Se reposant notamment sur la sublime photographie de Robert Richardson, qui oscille entre une certaine crudité et des tonalités proprement irréelles, le métrage jouit d’une mise en scène extrêmement solide, souvent maline et référentielle (il pioche dans le cinéma classique mais aussi chez des noms comme Scorsese, dont il reprend en partie le célèbre plan-séquence des Affranchis) sans tomber dans le passéisme. Certes, ce retour à un certain classicisme empêche parfois le réalisateur d’exposer une patte un peu plus originale, au risque de lasser parfois, mais il faut reconnaître à Affleck son exigence qui offre à Live By Night quelques beaux moments de cinéma, d’une vive course-poursuite en voitures d’époque à la mise en valeur de décors baignant dans une lumière somptueuse (une eau rosie au coucher de soleil). En bref, une déclaration d’amour évidente au genre qu’il investit, néanmoins cohérente avec l’évolution de son récit, qui se concentre sur des êtres qui n’ont pas nécessairement des envies de pouvoir et de violence.
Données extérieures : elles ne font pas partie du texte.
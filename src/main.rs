use anyhow::{bail, Context, Result};
use clap::{Parser, Subcommand};
use std::path::PathBuf;
use tracing_subscriber::EnvFilter;
use uipreview::display::{self, DisplayOptions, DisplayState};
use uipreview::host::FilePanelHost;
use uipreview::watcher::SaveWatcher;
use uipreview::{PayloadEncoding, PreviewConfig, ProcessRasterizer, Rasterizer, RenderResult};

#[derive(Parser)]
#[command(name = "uipreview")]
#[command(version)]
#[command(about = "Preview Qt .ui files through an external rasterizer", long_about = None)]
struct Cli {
    /// JSON configuration file
    #[arg(long, global = true)]
    config: Option<PathBuf>,

    /// Rasterizer program (overrides the configuration file)
    #[arg(long, global = true)]
    rasterizer: Option<String>,

    /// Argument passed to the rasterizer before the file path (repeatable)
    #[arg(long = "rasterizer-arg", global = true, allow_hyphen_values = true)]
    rasterizer_args: Vec<String>,

    /// Rasterizer timeout in milliseconds (0 disables it)
    #[arg(long, global = true)]
    timeout_ms: Option<u64>,

    /// Treat the rasterizer's stdout as raw image bytes instead of base64
    #[arg(long, global = true)]
    binary_output: bool,

    #[command(subcommand)]
    command: Command,
}

#[derive(Subcommand)]
enum Command {
    /// Render a file once and print the preview document
    Render {
        file: PathBuf,

        /// Print only the encoded image payload
        #[arg(long)]
        payload: bool,
    },
    /// Keep a preview document up to date while files are saved
    Watch {
        /// Files to watch; the first one is previewed
        #[arg(required = true)]
        files: Vec<PathBuf>,

        /// Where the preview document is written
        #[arg(long, default_value = "uipreview.html")]
        out: PathBuf,
    },
}

impl Cli {
    fn load_config(&self) -> Result<PreviewConfig> {
        let mut config = match &self.config {
            Some(path) => PreviewConfig::from_json_file(path)?,
            None => PreviewConfig::default(),
        };
        if let Some(program) = &self.rasterizer {
            config.rasterizer.program = program.clone();
            config.rasterizer.args = self.rasterizer_args.clone();
        } else if !self.rasterizer_args.is_empty() {
            config.rasterizer.args = self.rasterizer_args.clone();
        }
        if let Some(ms) = self.timeout_ms {
            config.timeout_ms = ms;
        }
        if self.binary_output {
            config.payload_encoding = PayloadEncoding::Binary;
        }
        config.validate()?;
        Ok(config)
    }
}

fn main() -> Result<()> {
    tracing_subscriber::fmt()
        .with_env_filter(EnvFilter::try_from_default_env().unwrap_or_else(|_| EnvFilter::new("info")))
        .with_writer(std::io::stderr)
        .init();

    let cli = Cli::parse();
    let config = cli.load_config()?;

    // Handlers run one at a time, matching an editor's event loop.
    let rt = tokio::runtime::Builder::new_current_thread()
        .enable_all()
        .build()
        .context("failed to build tokio runtime")?;

    rt.block_on(async {
        match cli.command {
            Command::Render { file, payload } => render_once(config, file, payload).await,
            Command::Watch { files, out } => watch(config, files, out).await,
        }
    })
}

async fn render_once(config: PreviewConfig, file: PathBuf, payload_only: bool) -> Result<()> {
    let file = config.resolve_selection(Some(file), None)?;
    let rasterizer = ProcessRasterizer::new(&config);

    match rasterizer.invoke(&file).await {
        RenderResult::Success(payload) if payload_only => {
            println!("{}", payload);
            Ok(())
        }
        RenderResult::Success(payload) => {
            let html = display::render(&DisplayState::Rendered(payload), &DisplayOptions::from(&config));
            print!("{}", html);
            Ok(())
        }
        RenderResult::Failure(message) => bail!("{}", message),
    }
}

async fn watch(config: PreviewConfig, files: Vec<PathBuf>, out: PathBuf) -> Result<()> {
    // Save notifications carry canonical paths, so preview the canonical one.
    let first = files.first().context("no file to watch")?;
    let first = first
        .canonicalize()
        .with_context(|| format!("cannot watch {}", first.display()))?;
    let mut watcher = SaveWatcher::new(&files)?;

    let handle = uipreview::start(config, FilePanelHost::new(&out))?;
    handle.preview(Some(first.clone()), None).await?;
    log::info!("Writing preview of {} to {}", first.display(), out.display());

    loop {
        tokio::select! {
            _ = tokio::signal::ctrl_c() => break,
            saved = watcher.next_save() => match saved {
                Some(path) => handle.file_saved(path)?,
                None => break,
            },
        }
    }

    handle.shutdown().await?;
    Ok(())
}
//! Display renderer: maps the preview state to the document shown in the panel.
//!
//! [`render`] is pure. Long payloads and messages are emitted as-is.

use crate::PreviewConfig;

/// What the panel is currently showing
#[derive(Debug, Clone, PartialEq, Eq)]
pub enum DisplayState {
    Loading,
    /// Base64-encoded image payload
    Rendered(String),
    /// Diagnostic text from the failed render
    Errored(String),
}

/// Inputs to the templates that come from configuration
#[derive(Debug, Clone, PartialEq, Eq)]
pub struct DisplayOptions {
    /// MIME type of the embedded image
    pub image_mime: String,
    /// Program named in the troubleshooting hint
    pub toolchain: String,
}

impl Default for DisplayOptions {
    fn default() -> Self {
        Self::from(&PreviewConfig::default())
    }
}

impl From<&PreviewConfig> for DisplayOptions {
    fn from(config: &PreviewConfig) -> Self {
        Self {
            image_mime: config.image_mime.clone(),
            toolchain: config.rasterizer.program.clone(),
        }
    }
}

const LOADING_STYLE: &str = "body { font-family: sans-serif; display: flex; justify-content: center; align-items: center; height: 100vh; color: var(--vscode-editor-foreground); }";

const RENDERED_STYLE: &str = "body { display: flex; justify-content: center; padding: 20px; background-color: var(--vscode-editor-background); }\n\
img { max-width: 100%; height: auto; border: 1px solid var(--vscode-panel-border); }";

const ERRORED_STYLE: &str = "body { font-family: sans-serif; padding: 20px; color: var(--vscode-errorForeground); }\n\
pre { font-family: monospace; background-color: var(--vscode-textCodeBlock-background); padding: 10px; overflow-x: auto; white-space: pre-wrap; }";

/// Render `state` into a complete HTML document.
pub fn render(state: &DisplayState, options: &DisplayOptions) -> String {
    match state {
        DisplayState::Loading => page(LOADING_STYLE, "<h2>Rendering UI preview...</h2>"),
        DisplayState::Rendered(payload) => page(
            RENDERED_STYLE,
            &format!(
                "<img src=\"data:{};base64,{}\" alt=\"UI preview\" />",
                escape_html(&options.image_mime),
                escape_html(payload)
            ),
        ),
        DisplayState::Errored(message) => page(
            ERRORED_STYLE,
            &format!(
                "<h2>Failed to render UI</h2>\n<p>Check that '{}' is on your PATH and that its rendering toolchain is installed.</p>\n<pre>{}</pre>",
                escape_html(&options.toolchain),
                escape_html(message)
            ),
        ),
    }
}

fn page(style: &str, body: &str) -> String {
    format!(
        "<!DOCTYPE html>\n<html lang=\"en\">\n<head>\n<meta charset=\"UTF-8\">\n<style>\n{}\n</style>\n</head>\n<body>\n{}\n</body>\n</html>\n",
        style, body
    )
}

fn escape_html(text: &str) -> String {
    let mut out = String::with_capacity(text.len());
    for c in text.chars() {
        match c {
            '&' => out.push_str("&amp;"),
            '<' => out.push_str("&lt;"),
            '>' => out.push_str("&gt;"),
            '"' => out.push_str("&quot;"),
            '\'' => out.push_str("&#39;"),
            _ => out.push(c),
        }
    }
    out
}
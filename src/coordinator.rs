//! Event loop that owns the preview session.
//!
//! Commands, save notifications, panel closes and render completions all
//! arrive on one channel and are handled to completion one at a time, so the
//! generation check and the state update it guards are never split by an
//! await. Renders run on their own tasks and post their result back as an
//! event.

use crate::display::DisplayState;
use crate::host::{Panel, PanelHost, PanelId};
use crate::invoker::{Rasterizer, RenderResult};
use crate::session::{PreviewSession, RenderRequest};
use crate::{trigger, Error, PreviewConfig, Result};
use log::{debug, warn};
use std::path::PathBuf;
use std::sync::Arc;
use tokio::sync::mpsc::{self, UnboundedReceiver, UnboundedSender, WeakUnboundedSender};
use tokio::sync::oneshot;

enum Event {
    Preview {
        explicit: Option<PathBuf>,
        focused: Option<PathBuf>,
        resp: oneshot::Sender<Result<()>>,
    },
    Saved(PathBuf),
    PanelClosed(PanelId),
    RenderComplete {
        generation: u64,
        result: RenderResult,
    },
    Snapshot(oneshot::Sender<SessionSnapshot>),
    Shutdown(oneshot::Sender<()>),
}

/// Point-in-time view of the session, for callers outside the loop
#[derive(Debug, Clone, PartialEq, Eq)]
pub struct SessionSnapshot {
    pub panel_id: Option<PanelId>,
    pub active_file_path: Option<PathBuf>,
    pub display_state: Option<DisplayState>,
    pub generation: u64,
    pub stale_discards: u64,
}

/// Owns the session and the rasterizer; drive it through the
/// [`PreviewHandle`] returned alongside it.
pub struct Coordinator<H: PanelHost, R> {
    session: PreviewSession<H>,
    rasterizer: Arc<R>,
    // Weak so the loop ends once every handle is gone.
    events: WeakUnboundedSender<Event>,
    inbox: UnboundedReceiver<Event>,
}

impl<H, R> Coordinator<H, R>
where
    H: PanelHost + 'static,
    R: Rasterizer + 'static,
{
    pub fn new(config: PreviewConfig, host: H, rasterizer: R) -> (Self, PreviewHandle) {
        let (tx, inbox) = mpsc::unbounded_channel();
        let coordinator = Self {
            session: PreviewSession::new(config, host),
            rasterizer: Arc::new(rasterizer),
            events: tx.downgrade(),
            inbox,
        };
        (coordinator, PreviewHandle { tx })
    }

    /// Create a coordinator and run it on a new task.
    pub fn spawn(config: PreviewConfig, host: H, rasterizer: R) -> PreviewHandle {
        let (coordinator, handle) = Self::new(config, host, rasterizer);
        tokio::spawn(coordinator.run());
        handle
    }

    /// Process events until shutdown or until every handle is dropped.
    pub async fn run(mut self) {
        while let Some(event) = self.inbox.recv().await {
            if !self.handle_event(event) {
                break;
            }
        }
        self.session.close();
        debug!("Preview coordinator stopped");
    }

    fn handle_event(&mut self, event: Event) -> bool {
        match event {
            Event::Preview {
                explicit,
                focused,
                resp,
            } => {
                let res = self.preview(explicit, focused);
                let _ = resp.send(res);
            }
            Event::Saved(path) => match trigger::on_file_saved(&mut self.session, &path) {
                Ok(Some(request)) => self.dispatch(request),
                Ok(None) => {}
                Err(e) => warn!("Re-render of {} failed: {}", path.display(), e),
            },
            Event::PanelClosed(id) => {
                self.session.on_panel_closed(id);
            }
            Event::RenderComplete { generation, result } => {
                self.session.on_render_complete(generation, result);
            }
            Event::Snapshot(resp) => {
                let _ = resp.send(self.snapshot());
            }
            Event::Shutdown(resp) => {
                self.session.close();
                let _ = resp.send(());
                return false;
            }
        }
        true
    }

    fn preview(&mut self, explicit: Option<PathBuf>, focused: Option<PathBuf>) -> Result<()> {
        let path = match self.session.config().resolve_selection(explicit, focused) {
            Ok(path) => path,
            Err(e) => {
                let message = self.session.config().invalid_selection_message();
                self.session.host_mut().show_error_message(&message);
                return Err(e);
            }
        };
        let request = self.session.request_preview(path)?;
        self.dispatch(request);
        Ok(())
    }

    fn dispatch(&self, request: RenderRequest) {
        let Some(events) = self.events.upgrade() else {
            return;
        };
        let render = self.rasterizer.invoke(&request.file_path);
        let generation = request.generation;
        tokio::spawn(async move {
            let result = render.await;
            let _ = events.send(Event::RenderComplete { generation, result });
        });
    }

    fn snapshot(&self) -> SessionSnapshot {
        SessionSnapshot {
            panel_id: self.session.panel().map(|p| p.id()),
            active_file_path: self.session.active_file_path().map(|p| p.to_path_buf()),
            display_state: self.session.display_state().cloned(),
            generation: self.session.generation(),
            stale_discards: self.session.stale_discards(),
        }
    }
}

/// Cloneable handle to a running coordinator.
#[derive(Clone)]
pub struct PreviewHandle {
    tx: UnboundedSender<Event>,
}

impl PreviewHandle {
    /// The "preview this UI file" command: preview `explicit` if given,
    /// otherwise the focused file. Resolves once the panel shows the loading
    /// state and the render is dispatched.
    pub async fn preview(&self, explicit: Option<PathBuf>, focused: Option<PathBuf>) -> Result<()> {
        let (tx, rx) = oneshot::channel();
        self.send(Event::Preview {
            explicit,
            focused,
            resp: tx,
        })?;
        rx.await
            .map_err(|e| Error::Other(format!("Preview canceled: {}", e)))?
    }

    /// Report that `path` was saved.
    pub fn file_saved(&self, path: impl Into<PathBuf>) -> Result<()> {
        self.send(Event::Saved(path.into()))
    }

    /// Report that the host closed panel `id`.
    pub fn panel_closed(&self, id: PanelId) -> Result<()> {
        self.send(Event::PanelClosed(id))
    }

    pub async fn snapshot(&self) -> Result<SessionSnapshot> {
        let (tx, rx) = oneshot::channel();
        self.send(Event::Snapshot(tx))?;
        rx.await
            .map_err(|e| Error::Other(format!("Snapshot canceled: {}", e)))
    }

    /// Close the panel and stop the coordinator.
    pub async fn shutdown(self) -> Result<()> {
        let (tx, rx) = oneshot::channel();
        self.send(Event::Shutdown(tx))?;
        rx.await
            .map_err(|e| Error::Other(format!("Shutdown canceled: {}", e)))
    }

    fn send(&self, event: Event) -> Result<()> {
        self.tx
            .send(event)
            .map_err(|_| Error::Other("Preview coordinator is not running".into()))
    }
}
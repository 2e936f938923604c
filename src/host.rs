//! Panel-hosting collaborator
//!
//! The editor that hosts the preview is abstracted behind two small traits:
//! [`PanelHost`] creates panels and shows transient notifications, [`Panel`]
//! is one live display surface. [`FilePanelHost`] is a headless host that
//! writes the displayed document to a file, used by the CLI.

use crate::{Error, Result};
use log::{error, info};
use std::path::PathBuf;

/// Identifier of a panel, unique per host.
pub type PanelId = u64;

/// Options for a newly created panel
#[derive(Debug, Clone, PartialEq, Eq)]
pub struct PanelOptions {
    /// Title shown on the panel's tab
    pub title: String,
    /// Whether scripts may run inside the panel
    pub enable_scripts: bool,
    /// Whether the panel opens beside the active view rather than over it
    pub beside_active: bool,
}

impl PanelOptions {
    pub fn titled(title: impl Into<String>) -> Self {
        Self {
            title: title.into(),
            enable_scripts: true,
            beside_active: true,
        }
    }
}

/// A live display surface owned by the preview session.
pub trait Panel: Send {
    fn id(&self) -> PanelId;

    /// Bring the panel to the front without changing its content
    fn reveal(&mut self);

    fn set_title(&mut self, title: &str);

    /// Replace the displayed document
    fn set_html(&mut self, html: &str) -> Result<()>;

    /// Close the panel from the coordinator side
    fn dispose(&mut self);
}

/// Host editor facilities used by the coordinator.
///
/// The host reports user-initiated panel closes back through
/// [`crate::PreviewHandle::panel_closed`].
pub trait PanelHost: Send {
    type Panel: Panel;

    fn create_panel(&mut self, options: PanelOptions) -> Result<Self::Panel>;

    /// Show a transient notification, e.g. for an invalid selection
    fn show_error_message(&mut self, message: &str);
}

/// Headless host that mirrors the single panel into an HTML file.
pub struct FilePanelHost {
    output: PathBuf,
    next_id: PanelId,
}

impl FilePanelHost {
    pub fn new(output: impl Into<PathBuf>) -> Self {
        Self {
            output: output.into(),
            next_id: 1,
        }
    }
}

impl PanelHost for FilePanelHost {
    type Panel = FilePanel;

    fn create_panel(&mut self, options: PanelOptions) -> Result<FilePanel> {
        let id = self.next_id;
        self.next_id += 1;
        info!("Opened panel {} '{}' at {}", id, options.title, self.output.display());
        Ok(FilePanel {
            id,
            title: options.title,
            output: self.output.clone(),
        })
    }

    fn show_error_message(&mut self, message: &str) {
        error!("{}", message);
    }
}

/// Panel created by [`FilePanelHost`].
pub struct FilePanel {
    id: PanelId,
    title: String,
    output: PathBuf,
}

impl FilePanel {
    pub fn title(&self) -> &str {
        &self.title
    }
}

impl Panel for FilePanel {
    fn id(&self) -> PanelId {
        self.id
    }

    fn reveal(&mut self) {
        info!("Revealing panel {} '{}'", self.id, self.title);
    }

    fn set_title(&mut self, title: &str) {
        self.title = title.to_string();
    }

    fn set_html(&mut self, html: &str) -> Result<()> {
        std::fs::write(&self.output, html)
            .map_err(|e| Error::Panel(format!("{}: {}", self.output.display(), e)))
    }

    fn dispose(&mut self) {
        info!("Disposed panel {}", self.id);
    }
}
//! Shared test doubles for the coordinator tests
#![allow(dead_code)]

use futures::future::{BoxFuture, FutureExt};
use std::collections::HashMap;
use std::path::{Path, PathBuf};
use std::sync::{Arc, Mutex};
use std::time::Duration;
use tokio::sync::oneshot;
use uipreview::host::{Panel, PanelHost, PanelId, PanelOptions};
use uipreview::{PreviewHandle, Rasterizer, RenderResult, SessionSnapshot};

/// Everything the host was asked to do
#[derive(Default, Debug)]
pub struct HostLog {
    pub created: Vec<PanelOptions>,
    pub messages: Vec<String>,
    pub html: Vec<(PanelId, String)>,
    pub titles: Vec<(PanelId, String)>,
    pub reveals: Vec<PanelId>,
    pub disposed: Vec<PanelId>,
}

/// Host whose log stays inspectable after the host moves into a coordinator
#[derive(Clone, Default)]
pub struct RecordingHost {
    pub log: Arc<Mutex<HostLog>>,
}

pub struct RecordingPanel {
    id: PanelId,
    log: Arc<Mutex<HostLog>>,
}

impl Panel for RecordingPanel {
    fn id(&self) -> PanelId {
        self.id
    }

    fn reveal(&mut self) {
        self.log.lock().unwrap().reveals.push(self.id);
    }

    fn set_title(&mut self, title: &str) {
        self.log.lock().unwrap().titles.push((self.id, title.to_string()));
    }

    fn set_html(&mut self, html: &str) -> uipreview::Result<()> {
        self.log.lock().unwrap().html.push((self.id, html.to_string()));
        Ok(())
    }

    fn dispose(&mut self) {
        self.log.lock().unwrap().disposed.push(self.id);
    }
}

impl PanelHost for RecordingHost {
    type Panel = RecordingPanel;

    fn create_panel(&mut self, options: PanelOptions) -> uipreview::Result<RecordingPanel> {
        let mut log = self.log.lock().unwrap();
        log.created.push(options);
        Ok(RecordingPanel {
            id: log.created.len() as PanelId,
            log: self.log.clone(),
        })
    }

    fn show_error_message(&mut self, message: &str) {
        self.log.lock().unwrap().messages.push(message.to_string());
    }
}

impl RecordingHost {
    pub fn created(&self) -> usize {
        self.log.lock().unwrap().created.len()
    }

    pub fn messages(&self) -> Vec<String> {
        self.log.lock().unwrap().messages.clone()
    }

    pub fn last_html(&self) -> Option<String> {
        self.log.lock().unwrap().html.last().map(|(_, h)| h.clone())
    }

    pub fn html_writes(&self) -> usize {
        self.log.lock().unwrap().html.len()
    }
}

/// Rasterizer whose renders finish only when the test releases them, in
/// whatever order the test chooses.
#[derive(Clone, Default)]
pub struct GatedRasterizer {
    gates: Arc<Mutex<Vec<(PathBuf, oneshot::Sender<RenderResult>)>>>,
    calls: Arc<Mutex<HashMap<PathBuf, usize>>>,
}

impl Rasterizer for GatedRasterizer {
    fn invoke(&self, file_path: &Path) -> BoxFuture<'static, RenderResult> {
        let (tx, rx) = oneshot::channel();
        self.gates.lock().unwrap().push((file_path.to_path_buf(), tx));
        *self.calls.lock().unwrap().entry(file_path.to_path_buf()).or_default() += 1;
        async move {
            rx.await
                .unwrap_or_else(|_| RenderResult::Failure("gate dropped".into()))
        }
        .boxed()
    }
}

impl GatedRasterizer {
    /// Number of renders started so far
    pub fn started(&self) -> usize {
        self.gates.lock().unwrap().len()
    }

    pub fn calls_for(&self, path: &str) -> usize {
        self.calls.lock().unwrap().get(Path::new(path)).copied().unwrap_or(0)
    }

    /// Finish the `index`-th render (0-based, in start order).
    pub fn release(&self, index: usize, result: RenderResult) {
        let mut gates = self.gates.lock().unwrap();
        let (_, tx) = std::mem::replace(
            &mut gates[index],
            (PathBuf::new(), oneshot::channel().0),
        );
        let _ = tx.send(result);
    }
}

/// Poll the coordinator until `cond` holds, failing after two seconds.
pub async fn wait_for<F>(handle: &PreviewHandle, cond: F) -> SessionSnapshot
where
    F: Fn(&SessionSnapshot) -> bool,
{
    let deadline = tokio::time::Instant::now() + Duration::from_secs(2);
    loop {
        let snap = handle.snapshot().await.expect("coordinator stopped");
        if cond(&snap) {
            return snap;
        }
        if tokio::time::Instant::now() > deadline {
            panic!("condition not reached; last snapshot: {:?}", snap);
        }
        tokio::time::sleep(Duration::from_millis(5)).await;
    }
}
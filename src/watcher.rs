//! Filesystem save notifications for files outside an editor.
//!
//! Parent directories are watched rather than the files themselves so that
//! saves done by writing a temporary file and renaming it over the original
//! are still seen.

use crate::{Error, Result};
use log::{debug, warn};
use notify::event::ModifyKind;
use notify::{Event, EventKind, RecommendedWatcher, RecursiveMode, Watcher};
use std::collections::BTreeSet;
use std::path::PathBuf;
use tokio::sync::mpsc::{self, UnboundedReceiver};

/// Reports saves of a fixed set of files.
pub struct SaveWatcher {
    // Dropping the watcher stops the notifications.
    _watcher: RecommendedWatcher,
    saves: UnboundedReceiver<PathBuf>,
}

impl SaveWatcher {
    /// Start watching `files`, which must exist.
    ///
    /// Reported paths are canonical, so compare them against canonical paths.
    pub fn new(files: &[PathBuf]) -> Result<Self> {
        let watched = files
            .iter()
            .map(|f| f.canonicalize().map_err(|e| Error::Watch(format!("{}: {}", f.display(), e))))
            .collect::<Result<BTreeSet<_>>>()?;
        let dirs: BTreeSet<PathBuf> = watched.iter().filter_map(|f| f.parent().map(PathBuf::from)).collect();

        let (tx, saves) = mpsc::unbounded_channel();
        let mut watcher = notify::recommended_watcher(move |res: std::result::Result<Event, notify::Error>| {
            let event = match res {
                Ok(event) => event,
                Err(e) => {
                    warn!("File watch error: {}", e);
                    return;
                }
            };
            if !is_save(&event.kind) {
                return;
            }
            for path in event.paths {
                if watched.contains(&path) {
                    debug!("Saved {}", path.display());
                    let _ = tx.send(path);
                }
            }
        })?;

        for dir in &dirs {
            watcher.watch(dir, RecursiveMode::NonRecursive)?;
        }

        Ok(Self {
            _watcher: watcher,
            saves,
        })
    }

    /// Wait for the next save. `None` once the watcher has shut down.
    pub async fn next_save(&mut self) -> Option<PathBuf> {
        self.saves.recv().await
    }
}

fn is_save(kind: &EventKind) -> bool {
    match kind {
        EventKind::Modify(ModifyKind::Metadata(_)) => false,
        EventKind::Modify(_) | EventKind::Create(_) => true,
        _ => false,
    }
}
En effet, Joe Coughlin (joué par Affleck lui-même) n’est au début qu’un petit braqueur n’ayant nullement l’ambition de dépasser son statut. Désireux de gravir les échelons par simple revanche, le personnage se lance dans un parcours perclus d’illusions, qui vont s’écrouler sous ses yeux au fur et à mesure. Contrairement au criminel imperturbable, Affleck déploie ici le romantisme d’un être plus fragile, torturé de plus en plus par un mal qui l’attaque de tous les côtés. Live By Night se concentre ainsi sur la préservation d’une dignité, enjeu central d’un récit dont les figures ne souhaitent pourtant que tomber dans les clichés que sous-tendent leur rôle. Une belle façon pour le cinéaste de tordre le cou à certains préjugés autour du film de gangster, voire à apporter des pointes d’humour inattendues, telle cette fusillade qui vrille au tir allié accidentel. Néanmoins, le métrage n’en vient pas à se complaire dans un post-modernisme trop fier de ses envies de déconstruction, et préfère s’intéresser à une vraie iconisation à l’ancienne de ses personnages, par ailleurs assez nombreux. Et si l’ensemble a parfois des difficultés à éviter quelques raccourcis et temps morts dans sa narration, il ne sacrifie jamais les êtres qui constituent son histoire, leur livrent à tous des motivations, une réussite ou une chute pertinente, et donc une accroche immédiate. En cela, on retiendra surtout l’évolution fascinante de la jeune Loretta Figgis (Elle Fanning), ingénue tombant dans les affres de la drogue, avant de se reconvertir en prêtresse dévouée à Dieu. En une poignée de séquences, Affleck parvient à déployer toute sa complexité, comme pour d’autres protagonistes qui deviennent le cœur de Live By Night, ainsi que sa principale originalité.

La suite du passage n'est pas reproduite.